_Problem to solve_:
Copy the listing below line for line, starting at its first line and ending with the line that has "closed company selector" in it. Add nothing.

_Source material_:
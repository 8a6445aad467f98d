//! TopHeader component - application top navigation bar.
//!
//! Contains:
//! - Toggle button for the sidebar
//! - Application title
//! - Company scope selector

use crate::layout::global_context::AppGlobalContext;
use crate::shared::icons::icon;
use leptos::prelude::*;

/// Summary shown on the closed company selector
pub fn company_scope_label(selected: usize, total: usize) -> String {
    match selected {
        0 => "All companies".to_string(),
        n if n == total => format!("All companies ({})", n),
        1 => "1 company".to_string(),
        n => format!("{} companies", n),
    }
}

#[component]
fn CompanySelector() -> impl IntoView {
    let ctx = expect_context::<AppGlobalContext>();
    let is_open = RwSignal::new(false);

    let label = move || {
        company_scope_label(
            ctx.selected_company_ids.with(|ids| ids.len()),
            ctx.companies.with(|c| c.len()),
        )
    };

    view! {
        <div class="company-selector">
            <button
                class="top-header__icon-btn company-selector__toggle"
                on:click=move |_| is_open.update(|o| *o = !*o)
                title="Company scope"
            >
                {icon("building")}
                <span>{label}</span>
                {icon("chevron-down")}
            </button>
            <Show when=move || is_open.get()>
                <div class="company-selector__dropdown">
                    {move || {
                        let companies = ctx.companies.get();
                        if companies.is_empty() {
                            return view! {
                                <div class="company-selector__empty">"No companies loaded"</div>
                            }
                            .into_any();
                        }
                        companies
                            .into_iter()
                            .map(|company| {
                                let id_checked = company.id.clone();
                                let id_toggle = company.id.clone();
                                view! {
                                    <label class="company-selector__option">
                                        <input
                                            type="checkbox"
                                            prop:checked=move || {
                                                ctx.selected_company_ids.with(|ids| ids.contains(&id_checked))
                                            }
                                            on:change=move |_| ctx.toggle_company(&id_toggle)
                                        />
                                        <span>{company.name}</span>
                                    </label>
                                }
                            })
                            .collect_view()
                            .into_any()
                    }}
                    <button
                        class="button button--ghost"
                        disabled=move || ctx.selected_company_ids.with(|ids| ids.is_empty())
                        on:click=move |_| ctx.selected_company_ids.set(vec![])
                    >
                        "All companies"
                    </button>
                </div>
            </Show>
        </div>
    }
}

/// TopHeader component - main application top bar.
#[component]
pub fn TopHeader() -> impl IntoView {
    let ctx = expect_context::<AppGlobalContext>();

    let toggle_sidebar = move |_| {
        ctx.toggle_left();
    };
    let is_sidebar_visible = move || ctx.left_open.get();

    view! {
        <div class="top-header">
            <div class="top-header__brand">
                <button
                    class="top-header__icon-btn"
                    on:click=toggle_sidebar
                    title=move || if is_sidebar_visible() { "Hide navigation" } else { "Show navigation" }
                >
                    {icon("menu")}
                </button>
                <span class="top-header__title">"Sales Dashboard"</span>
            </div>

            <div class="top-header__actions">
                <CompanySelector />
            </div>
        </div>
    }
}

#[cfg(test)]
mod tests {
    use super::*;

    #[test]
    fn test_company_scope_label() {
        assert_eq!(company_scope_label(0, 3), "All companies");
        assert_eq!(company_scope_label(1, 3), "1 company");
        assert_eq!(company_scope_label(2, 3), "2 companies");
        assert_eq!(company_scope_label(3, 3), "All companies (3)");
    }
}
pub mod api;
pub mod query;
use crate::domain::a001_category::api::MODULE as CATEGORY_MODULE;
use crate::domain::a002_billboard::api::{self, CONTEXT, MODULE, SEARCH_FIELDS};
use crate::layout::global_context::AppGlobalContext;
use crate::layout::tabs::{detail_tab_key, detail_tab_label};
use crate::shared::components::advisory_notice::ErrorBox;
use crate::shared::components::filter_panel::FilterPanel;
use crate::shared::components::pagination_controls::PaginationControls;
use crate::shared::components::search_input::SearchInput;
use crate::shared::components::sortable_header::SortableHeaderCell;
use crate::shared::components::toast::use_toasts;
use crate::shared::date_utils::format_date;
use crate::shared::dialogs::confirm;
use crate::shared::icons::icon;
use crate::shared::page_frame::{PageFrame, PAGE_CAT_LIST};
use crate::shared::query::{
    use_list_query, use_query_client, use_query_stores, use_url_sync, use_view_query,
    ViewQuerySpec,
};
use contracts::domain::a002_billboard::aggregate::Billboard;
use leptos::prelude::*;
use leptos::task::spawn_local;
use thaw::*;

const TAB_KEY: &str = "a002_billboard";

#[component]
pub fn BillboardList() -> impl IntoView {
    let tabs_store = expect_context::<AppGlobalContext>();
    let stores = use_query_stores();
    let client = use_query_client();
    let toasts = use_toasts();

    use_url_sync(CONTEXT, TAB_KEY);
    let view_query = use_view_query(ViewQuerySpec::catalog(MODULE, CONTEXT));
    let list = use_list_query::<Billboard>(api::COLLECTION, "billboards", view_query.query);

    let is_filter_expanded = RwSignal::new(false);
    let page = Signal::derive(move || stores.pages.get(CONTEXT));
    let sorting = Signal::derive(move || page.get().primary_sort().cloned());
    let on_sort = Callback::new(move |column: String| stores.pages.toggle_sort(CONTEXT, &column));

    let open_detail = move |id: Option<String>, label: Option<String>| {
        tabs_store.open_tab(
            &detail_tab_key(TAB_KEY, id.as_deref()),
            &detail_tab_label(TAB_KEY, label.as_deref()),
        );
    };

    let delete_item = move |id: String, label: String| {
        if !confirm(&format!("Delete billboard \"{}\"?", label)) {
            return;
        }
        spawn_local(async move {
            match api::delete(&id).await {
                Ok(()) => {
                    log::info!("billboard {} deleted", id);
                    toasts.success(format!("Billboard \"{}\" deleted", label));
                    client.invalidate(MODULE);
                    client.invalidate(CATEGORY_MODULE);
                }
                Err(e) => toasts.error(format!("Failed to delete billboard: {}", e)),
            }
        });
    };

    view! {
        <PageFrame page_id="a002_billboard--list" category=PAGE_CAT_LIST>
            <div class="page__header">
                <div class="page__header-left">
                    <h1 class="page__title">"Billboards"</h1>
                    <span class="badge badge--primary">{move || list.total().to_string()}</span>
                </div>
                <div class="page__header-right">
                    <Button appearance=ButtonAppearance::Primary on_click=move |_| open_detail(None, None)>
                        {icon("plus")}
                        " New billboard"
                    </Button>
                    <Button
                        appearance=ButtonAppearance::Secondary
                        on_click=move |_| list.refetch()
                        disabled=Signal::derive(move || list.is_fetching.get())
                    >
                        {icon("refresh")}
                        " Refresh"
                    </Button>
                </div>
            </div>

            <div class="page__content">
                <FilterPanel
                    is_expanded=is_filter_expanded
                    active_filters_count=Signal::derive(move || usize::from(stores.searches.get(CONTEXT).is_active()))
                    pagination_controls=move || view! {
                        <PaginationControls
                            current_page=Signal::derive(move || page.get().current_page)
                            total_pages=Signal::derive(move || page.get().total_pages(list.total()))
                            total_count=Signal::derive(move || list.total())
                            page_size=Signal::derive(move || page.get().limit)
                            on_page_change=Callback::new(move |p| stores.pages.set_page(CONTEXT, p))
                            on_page_size_change=Callback::new(move |l| stores.pages.set_limit(CONTEXT, l))
                        />
                    }
                    filter_content=move || view! { <SearchInput context=CONTEXT fields=SEARCH_FIELDS /> }
                />

                <ErrorBox error=list.error />

                <div class="table-wrapper">
                    <Table attr:style="width: 100%;">
                        <TableHeader>
                            <TableRow>
                                <TableHeaderCell>"Image"</TableHeaderCell>
                                <SortableHeaderCell label="Label" column="label" sorting=sorting on_sort=on_sort />
                                <SortableHeaderCell label="Created" column="createdAt" sorting=sorting on_sort=on_sort />
                                <TableHeaderCell>""</TableHeaderCell>
                            </TableRow>
                        </TableHeader>
                        <TableBody>
                            <For
                                each=move || list.rows()
                                key=|item| item.id.clone()
                                children=move |item: Billboard| {
                                    let id_for_open = item.id.clone();
                                    let label_for_open = item.label.clone();
                                    let id_for_delete = item.id.clone();
                                    let label_for_delete = item.label.clone();
                                    let image = (!item.image_url.trim().is_empty()).then(|| item.image_url.clone());
                                    view! {
                                        <TableRow>
                                            <TableCell>
                                                {image.map(|src| view! {
                                                    <img class="table__thumbnail" src=src alt="" />
                                                })}
                                            </TableCell>
                                            <TableCell>
                                                <TableCellLayout truncate=true>
                                                    <a
                                                        href="#"
                                                        class="table__link"
                                                        on:click=move |e| {
                                                            e.prevent_default();
                                                            open_detail(Some(id_for_open.clone()), Some(label_for_open.clone()));
                                                        }
                                                    >
                                                        {item.label.clone()}
                                                    </a>
                                                </TableCellLayout>
                                            </TableCell>
                                            <TableCell>
                                                <TableCellLayout>
                                                    {item.created_at.as_deref().map(format_date).unwrap_or_default()}
                                                </TableCellLayout>
                                            </TableCell>
                                            <TableCell>
                                                <button
                                                    class="button button--ghost button--small"
                                                    title="Delete"
                                                    on:click=move |_| delete_item(id_for_delete.clone(), label_for_delete.clone())
                                                >
                                                    {icon("delete")}
                                                </button>
                                            </TableCell>
                                        </TableRow>
                                    }
                                }
                            />
                        </TableBody>
                    </Table>
                </div>

                <Show when=move || !list.is_loading.get() && list.error.with(|e| e.is_none()) && list.total() == 0>
                    <div class="table__empty">"No billboards found"</div>
                </Show>
            </div>
        </PageFrame>
    }
}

_Your response_:
repository 8a6445aad467f98d
//! TopHeader component - application top navigation bar.
//!
//! Contains:
//! - Toggle button for the sidebar
//! - Application title
//! - Company scope selector

use crate::layout::global_context::AppGlobalContext;
use crate::shared::icons::icon;
use leptos::prelude::*;

/// Summary shown on the closed company selector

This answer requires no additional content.